Ceux qui connaissent déjà Monsieur le Prof seront heureux de retrouver son humour tantôt acide (« À connaître par cœur ! Sinon je viendrai chier dans tes draps. ») et tantôt franchement désespéré (« Tu veux être la raison numéro 1 de ma dépression, c’est ça ? »), tandis que les autres auront le plaisir de faire sa découverte, à condition toutefois d’être réceptif à ce type d’humour. L’humour de Monsieur le Prof se situe en effet à mi-chemin entre ceux de Didier Super et de David Lodge, une sorte de mauvaise foi permanente doublée d’un sens de l’observation et de la formule qui font souvent mouche (« – Pff J’m’en bats les couilles. – Alors bats-les un peu plus fort, histoire que je n’ai pas à enseigner à ta descendance. »).

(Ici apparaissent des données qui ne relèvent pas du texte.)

use wasm_bindgen::prelude::wasm_bindgen;
use wasm_bindgen::JsValue;
use web_sys::HtmlCanvasElement;

use crate::consts::{ERASER_COLOR, MIN_SEGMENTS, PRIMARY_BUTTONS, SCENE_LOG_INTERVAL_MS};
use crate::input::{AuthoringState, InputState, Mode};
use crate::reference;
use crate::render::{redraw_scene, render_primitive, GlRenderer, Renderer};
use crate::scene::{Color, Primitive, PrimitiveId, Scene};
use crate::surface::Surface;

#[cfg(test)]
#[path = "engine_test.rs"]
mod engine_test;

/// Core authoring state — all logic that doesn't depend on the canvas
/// element or the graphics context.
///
/// Separated from [`Engine`] so it can be tested without WASM/browser
/// dependencies. Single-threaded by construction: every input event is
/// handled to completion before the next arrives, so no locking is needed.
#[derive(Debug, Default)]
pub struct EngineCore {
    pub scene: Scene,
    pub authoring: AuthoringState,
    pub input: InputState,
    pub surface: Surface,
}

impl EngineCore {
    #[must_use]
    pub fn new() -> Self {
        Self::default()
    }

    // --- Settings (side channel from the host UI) ---

    /// Set the active drawing mode. Takes effect at the next placement,
    /// including mid-drag.
    pub fn set_mode(&mut self, mode: Mode) {
        self.authoring.mode = mode;
    }

    /// Set the paint color from UI sliders. Alpha is fixed at 1.0.
    pub fn set_color(&mut self, r: f64, g: f64, b: f64) {
        self.authoring.color = Color::opaque(r, g, b);
    }

    /// Set the brush size in pixels.
    pub fn set_size(&mut self, size: f64) {
        self.authoring.size = size;
    }

    /// Set the segment count for circles placed from now on. Clamped to
    /// [`MIN_SEGMENTS`] here, at the UI boundary; already-placed circles
    /// keep their creation-time count.
    pub fn set_segments(&mut self, segments: u32) {
        self.authoring.segments = segments.max(MIN_SEGMENTS);
    }

    /// Update the surface pixel dimensions used for coordinate
    /// normalization.
    pub fn set_surface_size(&mut self, width: f64, height: f64) {
        self.surface = Surface::new(width, height);
    }

    // --- Pointer events (element-local pixel coordinates) ---

    /// Pointer-down: begin a drag and place one primitive at the down
    /// position. Returns the placed primitive's id.
    pub fn on_pointer_down(&mut self, x: f64, y: f64) -> Option<PrimitiveId> {
        self.input = InputState::Dragging;
        self.place(x, y)
    }

    /// Pointer-move: while dragging with the primary button alone held,
    /// stamp one more independent primitive at the new position.
    pub fn on_pointer_move(&mut self, x: f64, y: f64, buttons: u16) -> Option<PrimitiveId> {
        if self.input.is_dragging() && buttons == PRIMARY_BUTTONS {
            self.place(x, y)
        } else {
            None
        }
    }

    /// Pointer-up: end the drag. Places nothing.
    pub fn on_pointer_up(&mut self) {
        self.input = InputState::Idle;
    }

    /// Discard every placed primitive. Does not touch the frame buffer —
    /// the caller clears and redraws separately.
    pub fn clear(&mut self) {
        self.scene.clear();
    }

    /// Construct one primitive from the current settings at an
    /// element-local pixel position and append it to the scene.
    ///
    /// The mode, color, size, and segment count are read fresh here on
    /// every call. Returns `None` only when the surface has no area yet.
    fn place(&mut self, x: f64, y: f64) -> Option<PrimitiveId> {
        if !self.surface.has_area() {
            return None;
        }
        let position = self.surface.to_ndc(x, y);
        let style = self.authoring;
        let primitive = match style.mode {
            Mode::Point => Primitive::point(position, style.color, style.size),
            Mode::Triangle => Primitive::triangle(
                position,
                self.surface.extent_to_ndc(style.size),
                style.color,
            ),
            Mode::Circle => Primitive::circle(
                position,
                self.surface.extent_to_ndc(style.size),
                style.color,
                style.segments,
            ),
            // Erasing is a color override, not a primitive kind: an
            // insertion-ordered circle in the background color.
            Mode::Eraser => Primitive::circle(
                position,
                self.surface.extent_to_ndc(style.size),
                ERASER_COLOR,
                style.segments,
            ),
        };
        Some(self.scene.append(primitive))
    }
}

/// The full drawing engine. Wraps [`EngineCore`] and owns the browser
/// canvas element and the WebGL renderer.
///
/// Pointer methods take client (viewport) coordinates as reported by the
/// browser event; the engine subtracts the canvas bounding rect itself.
#[wasm_bindgen]
pub struct Engine {
    canvas: HtmlCanvasElement,
    renderer: GlRenderer,
    core: EngineCore,
    last_scene_log_ms: f64,
}

#[wasm_bindgen]
impl Engine {
    /// Create an engine bound to the given canvas element.
    ///
    /// # Errors
    ///
    /// Fails when the WebGL context or shader program cannot be set up —
    /// fatal to the session; the host should report it and stop.
    #[wasm_bindgen(constructor)]
    pub fn new(canvas: HtmlCanvasElement) -> Result<Engine, JsValue> {
        let renderer = GlRenderer::new(&canvas)?;
        let mut core = EngineCore::new();
        core.set_surface_size(f64::from(canvas.width()), f64::from(canvas.height()));

        let mut engine = Engine {
            canvas,
            renderer,
            core,
            last_scene_log_ms: 0.0,
        };
        engine.renderer.clear_frame();
        Ok(engine)
    }

    // --- Pointer events ---

    pub fn on_pointer_down(&mut self, client_x: f64, client_y: f64) {
        let (x, y) = self.element_local(client_x, client_y);
        if let Some(id) = self.core.on_pointer_down(x, y) {
            self.draw_placed(id);
        }
    }

    pub fn on_pointer_move(&mut self, client_x: f64, client_y: f64, buttons: u16) {
        let (x, y) = self.element_local(client_x, client_y);
        if let Some(id) = self.core.on_pointer_move(x, y, buttons) {
            self.draw_placed(id);
        }
    }

    pub fn on_pointer_up(&mut self) {
        self.core.on_pointer_up();
    }

    // --- Settings ---

    /// Set the drawing mode by its UI name: `"point"`, `"triangle"`,
    /// `"circle"`, or `"eraser"`. Unknown names are ignored with a warning.
    pub fn set_mode(&mut self, name: &str) {
        match Mode::from_name(name) {
            Some(mode) => self.core.set_mode(mode),
            None => log::warn!("ignoring unknown drawing mode {name:?}"),
        }
    }

    pub fn set_color(&mut self, r: f64, g: f64, b: f64) {
        self.core.set_color(r, g, b);
    }

    pub fn set_size(&mut self, size: f64) {
        self.core.set_size(size);
    }

    pub fn set_segments(&mut self, segments: u32) {
        self.core.set_segments(segments);
    }

    /// Update the surface dimensions after a host-side canvas resize.
    pub fn set_surface_size(&mut self, width: f64, height: f64) {
        self.core.set_surface_size(width, height);
    }

    // --- Commands ---

    /// Discard the scene, drop the retained GPU buffers, and clear the
    /// frame.
    pub fn clear(&mut self) {
        self.core.clear();
        self.renderer.discard_retained();
        self.renderer.clear_frame();
    }

    /// Clear the frame and redraw every retained primitive in paint order.
    pub fn redraw_all(&mut self) {
        if let Err(err) = redraw_scene(&mut self.renderer, &self.core.scene) {
            log::error!("redraw failed: {err}");
        }
    }

    /// Draw the built-in reference drawing over the current frame. It
    /// bypasses the scene, so a later [`Engine::redraw_all`] will not
    /// restore it.
    pub fn recreate_reference_drawing(&mut self) {
        if let Err(err) = reference::draw(&mut self.renderer) {
            log::error!("reference drawing failed: {err}");
        }
    }

    // --- Queries ---

    /// Number of primitives placed since the last clear.
    #[must_use]
    pub fn primitive_count(&self) -> usize {
        self.core.scene.len()
    }
}

impl Engine {
    /// Convert client coordinates to element-local pixels using the canvas
    /// bounding rect, as of this event.
    fn element_local(&self, client_x: f64, client_y: f64) -> (f64, f64) {
        let rect = self.canvas.get_bounding_client_rect();
        (client_x - rect.left(), client_y - rect.top())
    }

    /// Draw the just-placed primitive — and only it; earlier primitives
    /// stay as already rasterized.
    fn draw_placed(&mut self, id: PrimitiveId) {
        if let Some(primitive) = self.core.scene.get(&id) {
            if let Err(err) = render_primitive(&mut self.renderer, primitive) {
                log::error!("draw failed: {err}");
            }
        }
        self.log_scene_size();
    }

    /// Debug-log the scene size, throttled so drag storms don't flood the
    /// console.
    fn log_scene_size(&mut self) {
        let now = js_sys::Date::now();
        if now - self.last_scene_log_ms > SCENE_LOG_INTERVAL_MS {
            log::debug!("scene holds {} primitives", self.core.scene.len());
            self.last_scene_log_ms = now;
        }
    }
}
//! Error taxonomy for the engine and renderer.

use wasm_bindgen::JsValue;

/// Failures surfaced by the renderer boundary.
///
/// `Initialization` is fatal to the session: no context or shader program
/// means nothing further can proceed. `ResourceLookup` is fatal only to the
/// affected draw; the rest of the system continues degraded. Normal drawing
/// operations raise neither — coordinate math and tessellation are total
/// over valid inputs.
#[derive(Debug, thiserror::Error)]
pub enum EngineError {
    /// Rendering context or shader program unavailable.
    #[error("renderer initialization failed: {0}")]
    Initialization(String),

    /// A required shader variable location or GPU resource is missing.
    #[error("required rendering resource `{name}` is missing")]
    ResourceLookup { name: &'static str },
}

impl From<EngineError> for JsValue {
    fn from(err: EngineError) -> Self {
        JsValue::from_str(&err.to_string())
    }
}
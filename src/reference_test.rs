use super::*;
use crate::scene::Color;

#[test]
fn reference_has_complete_triangles() {
    let v = vertices();
    assert_eq!(v.len() % 3, 0);
}

#[test]
fn reference_vertex_count() {
    assert_eq!(vertices().len(), 102);
}

#[test]
fn reference_fits_in_device_coordinates() {
    for v in vertices() {
        assert!((-1.0..=1.0).contains(&v.x), "x out of range: {}", v.x);
        assert!((-1.0..=1.0).contains(&v.y), "y out of range: {}", v.y);
    }
}

#[test]
fn reference_is_deterministic() {
    assert_eq!(vertices(), vertices());
}

#[test]
fn reference_color_is_opaque_white() {
    assert_eq!(REFERENCE_COLOR, Color::opaque(1.0, 1.0, 1.0));
}
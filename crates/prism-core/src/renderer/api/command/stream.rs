// Copyright 2025 eraflo
//
// Licensed under the Apache License, Version 2.0 (the "License");
// you may not use this file except in compliance with the License.
// You may obtain a copy of the License at
//
//     http://www.apache.org/licenses/LICENSE-2.0
//
// Unless required by applicable law or agreed to in writing, software
// distributed under the License is distributed on an "AS IS" BASIS,
// WITHOUT WARRANTIES OR CONDITIONS OF ANY KIND, either express or implied.
// See the License for the specific language governing permissions and
// limitations under the License.

//! The backend-agnostic command stream encoded into a native command buffer.

use super::types::{BufferScope, ClearColor, DepthStencilClear, ScissorRect, Viewport};
use crate::renderer::api::core::RenderPipelineId;
use crate::renderer::api::resource::{
    ConstantBufferHandle, IndexBufferHandle, RenderTargetHandle, SamplerHandle, TextureHandle,
    VertexBufferHandle,
};

/// A single validated command, in the order it was recorded.
///
/// By the time a command reaches a [`NativeCommandBuffer`](crate::renderer::NativeCommandBuffer)
/// the command list has already checked the state machine, the slot ranges
/// and the draw ranges, so backends can translate it without re-validating.
#[derive(Debug, Clone, PartialEq)]
pub enum RenderCommand {
    /// Opens a named debug group.
    PushDebugGroup(String),
    /// Closes the innermost debug group.
    PopDebugGroup,
    /// Binds a resolved pipeline.
    SetPipeline(RenderPipelineId),
    /// Sets the viewport.
    SetViewport(Viewport),
    /// Sets the scissor rectangle.
    SetScissor(ScissorRect),
    /// Binds the vertex buffer.
    SetVertexBuffer(VertexBufferHandle),
    /// Binds the index buffer.
    SetIndexBuffer(IndexBufferHandle),
    /// Binds a constant buffer at a slot for the given stages.
    SetConstantBuffer {
        /// The slot.
        slot: u32,
        /// The stages that see the binding.
        scope: BufferScope,
        /// The buffer range.
        buffer: ConstantBufferHandle,
    },
    /// Binds a sampler at a slot.
    SetSampler {
        /// The slot.
        slot: u32,
        /// The sampler.
        sampler: SamplerHandle,
    },
    /// Binds a texture at a slot, or unbinds the slot with `None`.
    SetTexture {
        /// The slot.
        slot: u32,
        /// The texture.
        texture: Option<TextureHandle>,
    },
    /// Binds the color and depth targets. Starts a new render pass on backends that have them.
    SetRenderTargets {
        /// Color targets in slot order.
        color: Vec<RenderTargetHandle>,
        /// The depth/stencil target.
        depth: Option<RenderTargetHandle>,
    },
    /// Clears a color target.
    ClearRenderTarget {
        /// The target.
        target: RenderTargetHandle,
        /// The clear color.
        color: ClearColor,
    },
    /// Clears aspects of a depth/stencil target.
    ClearDepthStencil {
        /// The target.
        target: RenderTargetHandle,
        /// The aspects and values.
        clear: DepthStencilClear,
    },
    /// A non-indexed draw.
    Draw {
        /// Number of vertices.
        vertex_count: u32,
        /// First vertex.
        first_vertex: u32,
    },
    /// An indexed draw.
    DrawIndexed {
        /// Number of indices.
        index_count: u32,
        /// First index in the bound index range.
        first_index: u32,
        /// Value added to each index before fetching the vertex.
        base_vertex: i32,
    },
    /// A compute dispatch.
    Dispatch {
        /// Workgroups along X.
        x: u32,
        /// Workgroups along Y.
        y: u32,
        /// Workgroups along Z.
        z: u32,
    },
}

impl RenderCommand {
    /// Returns `true` for draws and dispatches.
    pub fn is_work(&self) -> bool {
        matches!(
            self,
            RenderCommand::Draw { .. }
                | RenderCommand::DrawIndexed { .. }
                | RenderCommand::Dispatch { .. }
        )
    }
}
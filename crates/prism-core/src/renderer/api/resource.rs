// Copyright 2025 eraflo
//
// Licensed under the Apache License, Version 2.0 (the "License");
// you may not use this file except in compliance with the License.
// You may obtain a copy of the License at
//
//     http://www.apache.org/licenses/LICENSE-2.0
//
// Unless required by applicable law or agreed to in writing, software
// distributed under the License is distributed on an "AS IS" BASIS,
// WITHOUT WARRANTIES OR CONDITIONS OF ANY KIND, either express or implied.
// See the License for the specific language governing permissions and
// limitations under the License.

//! Non-owning handles supplied by the resource layer.
//!
//! A command list only records these values. Keeping the underlying buffers
//! and textures alive until the GPU has finished with them is the resource
//! layer's job.

use crate::renderer::api::core::{BufferId, SamplerId, TextureViewId};
use crate::renderer::api::util::{IndexFormat, TextureFormat};

/// A vertex buffer range with its element count.
#[derive(Debug, Clone, Copy, PartialEq, Eq, Hash)]
pub struct VertexBufferHandle {
    /// The GPU buffer.
    pub buffer: BufferId,
    /// The byte offset of the first vertex.
    pub offset: u64,
    /// The byte size of one vertex.
    pub stride: u32,
    /// The number of vertices in the range.
    pub vertex_count: u32,
}

/// An index buffer range with its element count.
#[derive(Debug, Clone, Copy, PartialEq, Eq, Hash)]
pub struct IndexBufferHandle {
    /// The GPU buffer.
    pub buffer: BufferId,
    /// The byte offset of the first index.
    pub offset: u64,
    /// The index type.
    pub format: IndexFormat,
    /// The number of indices in the range.
    pub index_count: u32,
}

/// A constant (uniform) buffer range.
#[derive(Debug, Clone, Copy, PartialEq, Eq, Hash)]
pub struct ConstantBufferHandle {
    /// The GPU buffer.
    pub buffer: BufferId,
    /// The byte offset of the range.
    pub offset: u64,
    /// The byte size of the range.
    pub size: u64,
}

/// A shader-readable texture view.
#[derive(Debug, Clone, Copy, PartialEq, Eq, Hash)]
pub struct TextureHandle {
    /// The texture view.
    pub view: TextureViewId,
}

/// A sampler.
#[derive(Debug, Clone, Copy, PartialEq, Eq, Hash)]
pub struct SamplerHandle {
    /// The sampler.
    pub sampler: SamplerId,
}

/// A texture view that can be rendered to.
#[derive(Debug, Clone, Copy, PartialEq, Eq, Hash)]
pub struct RenderTargetHandle {
    /// The texture view.
    pub view: TextureViewId,
    /// The view's format.
    pub format: TextureFormat,
    /// Width in pixels.
    pub width: u32,
    /// Height in pixels.
    pub height: u32,
}
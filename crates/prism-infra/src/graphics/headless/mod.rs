// Copyright 2025 eraflo
//
// Licensed under the Apache License, Version 2.0 (the "License");
// you may not use this file except in compliance with the License.
// You may obtain a copy of the License at
//
//     http://www.apache.org/licenses/LICENSE-2.0
//
// Unless required by applicable law or agreed to in writing, software
// distributed under the License is distributed on an "AS IS" BASIS,
// WITHOUT WARRANTIES OR CONDITIONS OF ANY KIND, either express or implied.
// See the License for the specific language governing permissions and
// limitations under the License.

//! A GPU-less reference backend with a simulated queue timeline.

pub(crate) mod compiler;
mod device;
mod timeline;

pub use self::device::{HeadlessCommandBuffer, HeadlessDevice, HeadlessDeviceConfig, HeadlessStats};
// Copyright 2025 eraflo
//
// Licensed under the Apache License, Version 2.0 (the "License");
// you may not use this file except in compliance with the License.
// You may obtain a copy of the License at
//
//     http://www.apache.org/licenses/LICENSE-2.0
//
// Unless required by applicable law or agreed to in writing, software
// distributed under the License is distributed on an "AS IS" BASIS,
// WITHOUT WARRANTIES OR CONDITIONS OF ANY KIND, either express or implied.
// See the License for the specific language governing permissions and
// limitations under the License.

//! Deduplicating cache from pipeline state descriptors to native pipelines.
//!
//! The first caller to miss on a descriptor becomes its builder and runs
//! the backend build outside the cache lock. Callers arriving while the
//! build runs wait on that build's slot and receive the same pipeline, or
//! the same error. Failed builds leave no entry behind, so the next resolve
//! tries again.

use crate::renderer::api::{
    PipelineCacheStats, PipelineKind, PipelineStateDescriptor, RenderPipelineId, RhiSettings,
};
use crate::renderer::error::PipelineError;
use crate::renderer::traits::RhiDevice;
use std::collections::HashMap;
use std::fmt;
use std::sync::atomic::{AtomicU64, Ordering};
use std::sync::{Arc, Condvar, Mutex, MutexGuard};

/// A native pipeline owned by the cache. Destroyed when the last reference drops.
pub struct CachedPipeline {
    id: RenderPipelineId,
    kind: PipelineKind,
    label: String,
    last_used_frame: AtomicU64,
    device: Arc<dyn RhiDevice>,
}
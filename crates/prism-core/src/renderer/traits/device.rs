// Copyright 2025 eraflo
//
// Licensed under the Apache License, Version 2.0 (the "License");
// you may not use this file except in compliance with the License.
// You may obtain a copy of the License at
//
//     http://www.apache.org/licenses/LICENSE-2.0
//
// Unless required by applicable law or agreed to in writing, software
// distributed under the License is distributed on an "AS IS" BASIS,
// WITHOUT WARRANTIES OR CONDITIONS OF ANY KIND, either express or implied.
// See the License for the specific language governing permissions and
// limitations under the License.

use crate::renderer::api::*;
use crate::renderer::error::{DeviceError, PipelineError, ResourceError, ShaderError};
use crate::renderer::traits::NativeCommandBuffer;
use std::fmt::Debug;
use std::time::Duration;

/// The device and swap chain a command list records for.
///
/// Implementations must be shareable across threads: command lists on
/// several threads allocate buffers and submit concurrently, and the
/// pipeline cache builds pipelines from whichever thread missed first.
pub trait RhiDevice: Send + Sync + Debug + 'static {
    /// The graphics API behind this device.
    fn backend_type(&self) -> GraphicsBackendType;

    /// Compiles one shader stage.
    /// ## Errors
    /// * `ShaderError::CompilationError` - If the backend rejects the source.
    /// * `ShaderError::MissingEntryPoint` - If the stage's entry point is absent.
    fn compile_shader(
        &self,
        descriptor: &ShaderModuleDescriptor<'_>,
    ) -> Result<ShaderModuleId, ShaderError>;

    /// Releases a compiled shader stage.
    fn destroy_shader(&self, id: ShaderModuleId) -> Result<(), ResourceError>;

    /// Builds a native pipeline for a validated descriptor.
    /// ## Errors
    /// * `PipelineError::InvalidShaderModuleForPipeline` - If a stage ID is unknown.
    /// * `PipelineError::IncompatibleInputLayout` - If the layout differs from the vertex stage's.
    /// * `PipelineError::CompilationFailed` - If the backend rejects the state combination.
    fn create_pipeline(
        &self,
        descriptor: &PipelineStateDescriptor,
    ) -> Result<RenderPipelineId, PipelineError>;

    /// Releases a native pipeline.
    fn destroy_pipeline(&self, id: RenderPipelineId) -> Result<(), ResourceError>;

    /// Allocates an empty native command buffer.
    fn allocate_command_buffer(
        &self,
        label: &str,
    ) -> Result<Box<dyn NativeCommandBuffer>, DeviceError>;

    /// Hands a recorded buffer to the queue and returns the fence that
    /// signals once the GPU has executed it.
    fn submit(&self, buffer: Box<dyn NativeCommandBuffer>) -> Result<FenceId, DeviceError>;

    /// Non-blocking fence query.
    fn is_fence_signaled(&self, fence: FenceId) -> Result<bool, DeviceError>;

    /// Blocks until `fence` signals or `timeout` elapses.
    fn wait_for_fence(&self, fence: FenceId, timeout: Duration) -> Result<(), DeviceError>;

    /// Blocks until every submitted buffer has executed or `timeout` elapses.
    fn wait_idle(&self, timeout: Duration) -> Result<(), DeviceError>;

    /// Presents the current frame and advances the frame counter.
    /// Returns the index of the frame that starts.
    fn present(&self) -> Result<u64, DeviceError>;

    /// The index of the frame currently being recorded.
    fn current_frame_index(&self) -> u64;
}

Après s’être illustré brillamment dans le genre dramatique avec un premier roman beaucoup plus sombre (Point Final, de William Lafleur qui est, en fait, un pseudonyme de Monsieur Le Prof…), Monsieur le Prof prouve avec son agenda qu’il sait manier les styles d’écriture avec une facilité et une virtuosité déconcertantes.
Au fond, la voix anonyme de Monsieur le prof n’est rien d’autre que le petit diablotin, la mauvaise conscience collective du corps enseignant qui déciderait un beau jour de faire disparaître toute trace d’autocensure. Quel prof n’a jamais insulté mentalement ses élèves ? Qui n’a jamais jubilé à l’idée de leur imposer une interrogation surprise ?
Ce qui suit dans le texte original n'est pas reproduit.